Decades of research has clearly established the positive links between marriage and well-being. As Professor Bill Doherty summarized the evidence, “for adults, a stable, happy marriage is the best protector against illness and premature death, and for children, such a marriage is the best source of emotional stability and good physical health.” The benefits extend to educational, financial and vocational outcomes.
This is not to denigrate many single parents who are doing an admirable job in raising children, often in difficult circumstances. However, most people still aspire to a life-long marriage and society benefits from this.
Despite the significance of marriage for our wellbeing, there is little attention to measuring its health.
Our Leading Economic Indicators are regularly published and analysed. Acres of newsprint is devoted to them. Public officials vie with each other for ways to improve performance. When they are improving, we rejoice that our lives will be better. If not, we debate the means of rectifying the problems.
However, there is no set of Leading Marriage Indicators. As a group of US scholars noted recently, “the absence of a clear, compelling, and commonly-agreed upon set of Leading Marriage Indicators prevents us from focusing clearly on the health of marriage. Consequently, policy makers and opinion leaders rarely seem to care about marriage trends, or even notice them.”
The bipartisan group, led by David Blankenhorn, developed a set of indicators to track the health of marriage in the United States. The indicators chosen were: the percentage of adults married; the percentage of married persons ‘very happy’ with their marriage; the percentage of first marriages intact; the percentage of births to married parents; and the percentage of children living with their own married parents.
By tracking the data since 1970, they were able to construct a marriage index.
On all of the measures, the index fell over four decades. The average of the measures declined from 76.2 per cent in 1970 to 60.3 per cent in 2008. The only variation in the downward trajectory was a slight rise in the percentage of first marriages intact in the past few years.

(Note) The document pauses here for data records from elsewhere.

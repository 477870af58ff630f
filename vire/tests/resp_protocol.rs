//! End-to-end tests driving the RESP wire protocol over a loopback
//! `TcpStream`, covering the worked scenarios from spec.md §8: SET/GET,
//! INCRBY, PX expiry, RPUSH/LRANGE, SADD/SMEMBERS/SISMEMBER, and CLIENT
//! LIST across more than one connection (and, since `worker_threads > 1`
//! here, more than one worker).

use std::io::{Read, Write};
use std::net::TcpStream;
use std::sync::atomic::{AtomicU16, Ordering};
use std::sync::Arc;
use std::time::Duration;

use vire_core::config::Config;
use vire_core::{master, Server};

static NEXT_PORT: AtomicU16 = AtomicU16::new(17100);

fn start_server() -> u16 {
    let port = NEXT_PORT.fetch_add(1, Ordering::Relaxed);
    let dir = tempfile::tempdir().expect("tempdir");
    let mut config = Config::default();
    config.port = port;
    config.manage_port = port + 2000;
    config.worker_threads = 2;
    config.internal_shards = 4;
    config.dir = dir.path().to_string_lossy().to_string();
    config.cron_interval_ms = 20;
    let server = Arc::new(Server::new(config));
    std::thread::spawn(move || {
        let _ = master::run(server);
    });
    // Keep the tempdir alive for the lifetime of the server thread by
    // leaking it: the server never removes its own data directory, and the
    // OS reclaims it at process exit.
    std::mem::forget(dir);
    for _ in 0..200 {
        if TcpStream::connect(("127.0.0.1", port)).is_ok() {
            return port;
        }
        std::thread::sleep(Duration::from_millis(10));
    }
    panic!("server never started listening on port {port}");
}

fn encode(args: &[&str]) -> Vec<u8> {
    let mut out = format!("*{}\r\n", args.len()).into_bytes();
    for a in args {
        out.extend_from_slice(format!("${}\r\n", a.len()).as_bytes());
        out.extend_from_slice(a.as_bytes());
        out.extend_from_slice(b"\r\n");
    }
    out
}

/// Sends one request and reads back whatever is available after a short
/// settle delay. Good enough for these single-reply-per-request scenarios;
/// none of them pipeline.
fn roundtrip(stream: &mut TcpStream, args: &[&str]) -> String {
    stream.write_all(&encode(args)).unwrap();
    stream.set_read_timeout(Some(Duration::from_millis(500))).unwrap();
    let mut buf = [0u8; 65536];
    let n = stream.read(&mut buf).expect("read reply");
    String::from_utf8_lossy(&buf[..n]).into_owned()
}

#[test]
fn set_and_get_roundtrip() {
    let port = start_server();
    let mut conn = TcpStream::connect(("127.0.0.1", port)).unwrap();
    assert_eq!(roundtrip(&mut conn, &["SET", "greeting", "hello"]), "+OK\r\n");
    assert_eq!(roundtrip(&mut conn, &["GET", "greeting"]), "$5\r\nhello\r\n");
    assert_eq!(roundtrip(&mut conn, &["GET", "missing"]), "$-1\r\n");
}

#[test]
fn incrby_on_a_fresh_key_starts_at_zero() {
    let port = start_server();
    let mut conn = TcpStream::connect(("127.0.0.1", port)).unwrap();
    assert_eq!(roundtrip(&mut conn, &["INCRBY", "counter", "5"]), ":5\r\n");
    assert_eq!(roundtrip(&mut conn, &["INCRBY", "counter", "37"]), ":42\r\n");
}

#[test]
fn px_expiry_makes_the_key_disappear() {
    let port = start_server();
    let mut conn = TcpStream::connect(("127.0.0.1", port)).unwrap();
    assert_eq!(roundtrip(&mut conn, &["SET", "flash", "gone-soon", "PX", "50"]), "+OK\r\n");
    assert_eq!(roundtrip(&mut conn, &["GET", "flash"]), "$9\r\ngone-soon\r\n");
    std::thread::sleep(Duration::from_millis(150));
    assert_eq!(roundtrip(&mut conn, &["GET", "flash"]), "$-1\r\n");
}

#[test]
fn list_push_and_range() {
    let port = start_server();
    let mut conn = TcpStream::connect(("127.0.0.1", port)).unwrap();
    assert_eq!(roundtrip(&mut conn, &["RPUSH", "queue", "a", "b", "c"]), ":3\r\n");
    assert_eq!(roundtrip(&mut conn, &["LRANGE", "queue", "0", "-1"]), "*3\r\n$1\r\na\r\n$1\r\nb\r\n$1\r\nc\r\n");
}

#[test]
fn set_membership_roundtrip() {
    let port = start_server();
    let mut conn = TcpStream::connect(("127.0.0.1", port)).unwrap();
    assert_eq!(roundtrip(&mut conn, &["SADD", "tags", "rust", "kv"]), ":2\r\n");
    assert_eq!(roundtrip(&mut conn, &["SISMEMBER", "tags", "rust"]), ":1\r\n");
    assert_eq!(roundtrip(&mut conn, &["SISMEMBER", "tags", "go"]), ":0\r\n");
    let members = roundtrip(&mut conn, &["SMEMBERS", "tags"]);
    assert!(members.contains("rust") && members.contains("kv"));
}

#[test]
fn client_list_sees_connections_on_other_workers() {
    let port = start_server();
    let mut a = TcpStream::connect(("127.0.0.1", port)).unwrap();
    let mut b = TcpStream::connect(("127.0.0.1", port)).unwrap();
    let mut c = TcpStream::connect(("127.0.0.1", port)).unwrap();
    // Give the acceptor's round-robin a moment to hand each connection to
    // a (likely distinct) worker before asking for the roster.
    std::thread::sleep(Duration::from_millis(50));
    let _ = roundtrip(&mut b, &["PING"]);
    let _ = roundtrip(&mut c, &["PING"]);
    let reply = roundtrip(&mut a, &["CLIENT", "LIST"]);
    assert!(reply.starts_with('$'));
    let lines: Vec<&str> = reply.matches("id=").collect();
    assert_eq!(lines.len(), 3, "expected all three connections listed, got: {reply}");
}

Using similar data, it is possible to construct an Australian Marriage Index and compare the trends over the past few decades.
The Australian Index of Leading Marriage Indicators has fallen significantly over the past three decades. The measurements of married adults, births to married parents and children living with married parents have seen a 30 per cent decline since the 1970s.

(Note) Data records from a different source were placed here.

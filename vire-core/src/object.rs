//! The universal value type stored in a shard's dict.
//!
//! Grounded on the `VersionedEntry<S>` wrapper in
//! `examples/lithair-lithair/lithair-core/src/engine/scc2_engine.rs` (a
//! `version` + `data` pair bumped on every mutation) generalized from "one
//! opaque application state per key" to "one of five Redis-shaped
//! collection kinds per key", and on the encoding-variant language in
//! spec.md §3 ("kind ∈ {string, list, set, hash, sorted-set}; encoding
//! (e.g. int, raw-bytes, packed-list, skiplist+dict, intset, hashtable,
//! quicklist)").

use std::collections::{BTreeMap, HashMap, HashSet, VecDeque};
use std::sync::Arc;
use std::time::{SystemTime, UNIX_EPOCH};

/// A value as stored in a shard's dict.
///
/// `version` is bumped by the owning shard's write barrier whenever the
/// persistence engine's dump cursor has passed this key without yet
/// serializing it for the current snapshot pass (spec.md §4.5, "write
/// barriers"). `access_time` backs LRU eviction sampling (spec.md §4.4).
#[derive(Debug, Clone)]
pub struct Object {
    pub value: Value,
    pub version: u64,
    pub access_time_secs: u32,
}

impl Object {
    pub fn new(value: Value) -> Self {
        Self { value, version: 0, access_time_secs: now_secs() }
    }

    pub fn touch(&mut self) {
        self.access_time_secs = now_secs();
    }

    pub fn kind(&self) -> Kind {
        self.value.kind()
    }

    pub fn encoding(&self) -> Encoding {
        self.value.encoding()
    }
}

pub fn now_secs() -> u32 {
    SystemTime::now().duration_since(UNIX_EPOCH).unwrap_or_default().as_secs() as u32
}

/// The five value kinds a key can hold (spec.md §3).
#[derive(Debug, Clone, Copy, PartialEq, Eq)]
pub enum Kind {
    String,
    List,
    Set,
    Hash,
    SortedSet,
}

impl Kind {
    pub fn type_name(&self) -> &'static str {
        match self {
            Kind::String => "string",
            Kind::List => "list",
            Kind::Set => "set",
            Kind::Hash => "hash",
            Kind::SortedSet => "zset",
        }
    }
}

/// Concrete on-heap representation. The "encoding" a key reports to
/// `OBJECT ENCODING` is derived from which variant and, for strings,
/// whether the payload parses as a 64-bit integer.
#[derive(Debug, Clone)]
pub enum Value {
    /// Either a small integer (`Encoding::Int`) or a raw byte string
    /// (`Encoding::Raw`/`Embstr`, distinguished only by length for
    /// reporting purposes — both are plain `Vec<u8>` here).
    Str(Vec<u8>),
    /// Packed for small lists, promoted to a plain deque ("quicklist") once
    /// either the element count or an individual element exceeds the
    /// configured packing thresholds.
    List(VecDeque<Vec<u8>>),
    /// Small sets of integers use `IntSet` bookkeeping; anything else (or
    /// once large) is a `HashTable`-encoded `HashSet`.
    Set(HashSet<Vec<u8>>),
    Hash(HashMap<Vec<u8>, Vec<u8>>),
    /// Sorted by score then member; a `BTreeMap` keyed on `(OrderedF64,
    /// member)` stands in for the skiplist + dict pairing real Redis uses
    /// (skiplist for range scans, dict for O(1) `ZSCORE`) — this structure
    /// gives both for free via an auxiliary score-lookup map.
    SortedSet { by_member: HashMap<Vec<u8>, f64>, by_score: BTreeMap<ScoreKey, ()> },
}

/// Sortable `(score, member)` key for the sorted-set's range index.
#[derive(Debug, Clone, PartialEq)]
pub struct ScoreKey {
    pub score: f64,
    pub member: Vec<u8>,
}

impl Eq for ScoreKey {}
impl PartialOrd for ScoreKey {
    fn partial_cmp(&self, other: &Self) -> Option<std::cmp::Ordering> {
        Some(self.cmp(other))
    }
}
impl Ord for ScoreKey {
    fn cmp(&self, other: &Self) -> std::cmp::Ordering {
        self.score
            .partial_cmp(&other.score)
            .unwrap_or(std::cmp::Ordering::Equal)
            .then_with(|| self.member.cmp(&other.member))
    }
}

/// Collection encodings a key can report via `OBJECT ENCODING` (spec.md §3).
#[derive(Debug, Clone, Copy, PartialEq, Eq)]
pub enum Encoding {
    Int,
    Raw,
    Embstr,
    IntSet,
    PackedList,
    Quicklist,
    HashTable,
    SkipList,
}

impl Encoding {
    pub fn as_str(&self) -> &'static str {
        match self {
            Encoding::Int => "int",
            Encoding::Raw => "raw",
            Encoding::Embstr => "embstr",
            Encoding::IntSet => "intset",
            Encoding::PackedList => "packed_list",
            Encoding::Quicklist => "quicklist",
            Encoding::HashTable => "hashtable",
            Encoding::SkipList => "skiplist",
        }
    }
}

/// A "big key" per spec.md §4.5's definition: skiplist, hashtable, or
/// multi-node packed-list encodings require chunked dumping instead of a
/// single-tick serialize.
pub const PACKED_LIST_MAX_LEN: usize = 128;
pub const EMBSTR_MAX_LEN: usize = 44;

impl Value {
    pub fn kind(&self) -> Kind {
        match self {
            Value::Str(_) => Kind::String,
            Value::List(_) => Kind::List,
            Value::Set(_) => Kind::Set,
            Value::Hash(_) => Kind::Hash,
            Value::SortedSet { .. } => Kind::SortedSet,
        }
    }

    pub fn encoding(&self) -> Encoding {
        match self {
            Value::Str(s) => {
                if parse_i64(s).is_some() {
                    Encoding::Int
                } else if s.len() <= EMBSTR_MAX_LEN {
                    Encoding::Embstr
                } else {
                    Encoding::Raw
                }
            }
            Value::List(l) => {
                if l.len() <= PACKED_LIST_MAX_LEN {
                    Encoding::PackedList
                } else {
                    Encoding::Quicklist
                }
            }
            Value::Set(s) => {
                if s.iter().all(|m| parse_i64(m).is_some()) && s.len() <= 512 {
                    Encoding::IntSet
                } else {
                    Encoding::HashTable
                }
            }
            Value::Hash(_) => Encoding::HashTable,
            Value::SortedSet { .. } => Encoding::SkipList,
        }
    }

    /// Is this a "big key" requiring chunked, multi-tick dumping
    /// (spec.md §4.5)?
    pub fn is_big(&self) -> bool {
        matches!(self.encoding(), Encoding::SkipList | Encoding::HashTable | Encoding::Quicklist)
    }
}

/// Parses a byte string as a signed 64-bit integer the way Redis's
/// `string2ll` does: no leading/trailing whitespace, no leading zeros
/// (other than a lone "0"), optional leading '-'. Never panics (spec.md
/// design note: "Dynamic numeric parsing ... never panic on bad input").
pub fn parse_i64(s: &[u8]) -> Option<i64> {
    if s.is_empty() || s.len() > 20 {
        return None;
    }
    let (neg, digits) = match s[0] {
        b'-' => (true, &s[1..]),
        _ => (false, s),
    };
    if digits.is_empty() || digits.len() > 19 {
        return None;
    }
    if digits[0] == b'0' && digits.len() > 1 {
        return None;
    }
    if neg && digits == b"0" {
        return None;
    }
    let mut acc: i64 = 0;
    for &b in digits {
        if !b.is_ascii_digit() {
            return None;
        }
        let d = (b - b'0') as i64;
        acc = acc.checked_mul(10)?.checked_add(d)?;
    }
    if neg {
        acc.checked_neg()
    } else {
        Some(acc)
    }
}

/// Parses a byte string as a finite `f64` the way Redis's `string2d` does,
/// rejecting NaN/garbage trailing bytes.
pub fn parse_f64(s: &[u8]) -> Option<f64> {
    let text = std::str::from_utf8(s).ok()?;
    let v: f64 = text.trim().parse().ok()?;
    if v.is_nan() {
        None
    } else {
        Some(v)
    }
}

/// A reference-counted, read-only shared reply bulk (spec.md §4.1's "shared
/// constant bulks"). Kept separate from `Object` since shared replies are
/// never owned by a shard and never freed.
pub type SharedBulk = Arc<Vec<u8>>;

The average score fell from 86 in 1971 to just 61 in 2006. This mirrors the decline in the US from 76 in 1970 to 60 in 2008.
There is only incomplete local data for the other two measures used in the US. However, the available data about these measures is consistent with the overall downward trend.

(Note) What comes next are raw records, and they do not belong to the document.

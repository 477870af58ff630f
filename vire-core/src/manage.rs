//! The manage/stats endpoint: a tiny `tokio`-driven TCP listener, separate
//! from the RESP worker pool, that answers a connection with one JSON line
//! describing the server's current `Stats` snapshot and then closes.
//!
//! Grounded on `examples/lithair-lithair/lithair-core/src/http/async_server.rs`'s
//! `TcpListener::bind` + per-connection `tokio::task::spawn` shape, trimmed
//! down from a full Hyper HTTP server (this endpoint speaks no HTTP, just
//! one JSON document per connection) since nothing else in this server
//! needs routing, headers, or keep-alive.

use std::sync::Arc;

use tokio::io::AsyncWriteExt;
use tokio::net::TcpListener;

use crate::server::Server;

/// Spawns a dedicated OS thread running its own single-threaded `tokio`
/// runtime for the manage endpoint, so the async runtime never competes
/// with the `mio` worker pool's threads for a scheduler.
pub fn spawn(server: Arc<Server>) -> std::io::Result<std::thread::JoinHandle<()>> {
    std::thread::Builder::new().name("vire-manage".to_string()).spawn(move || {
        let rt = match tokio::runtime::Builder::new_current_thread().enable_io().build() {
            Ok(rt) => rt,
            Err(e) => {
                log::error!("manage endpoint: failed to start runtime: {e}");
                return;
            }
        };
        if let Err(e) = rt.block_on(run(server)) {
            log::error!("manage endpoint stopped: {e}");
        }
    })
}

async fn run(server: Arc<Server>) -> std::io::Result<()> {
    let addr = (server.config.manage_addr.as_str(), server.config.manage_port);
    let listener = TcpListener::bind(addr).await?;
    log::info!("manage endpoint listening on {}:{}", server.config.manage_addr, server.config.manage_port);
    loop {
        let (mut stream, _peer) = listener.accept().await?;
        let server = Arc::clone(&server);
        tokio::task::spawn(async move {
            let snapshot = server.stats.snapshot();
            let mut body = match serde_json::to_vec(&snapshot) {
                Ok(b) => b,
                Err(e) => {
                    log::warn!("manage endpoint: failed to encode stats: {e}");
                    return;
                }
            };
            body.push(b'\n');
            if let Err(e) = stream.write_all(&body).await {
                log::debug!("manage endpoint: write failed: {e}");
            }
            let _ = stream.shutdown().await;
        });
    }
}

For example, the percentage of happily married persons fell, according to the National Social Science Survey between 1986 and 1996.
And although the data is incomplete, it appears that the percentage of first marriages intact has also fallen.
While the marriage rate has risen slightly in recent years, and the divorce rate has fallen marginally, the overall downward trend remains.
As a large body of research suggests that the status of our marriages influences not only our well-being, but also our productivity, both as individuals and as a nation, this is significant for the future of our society.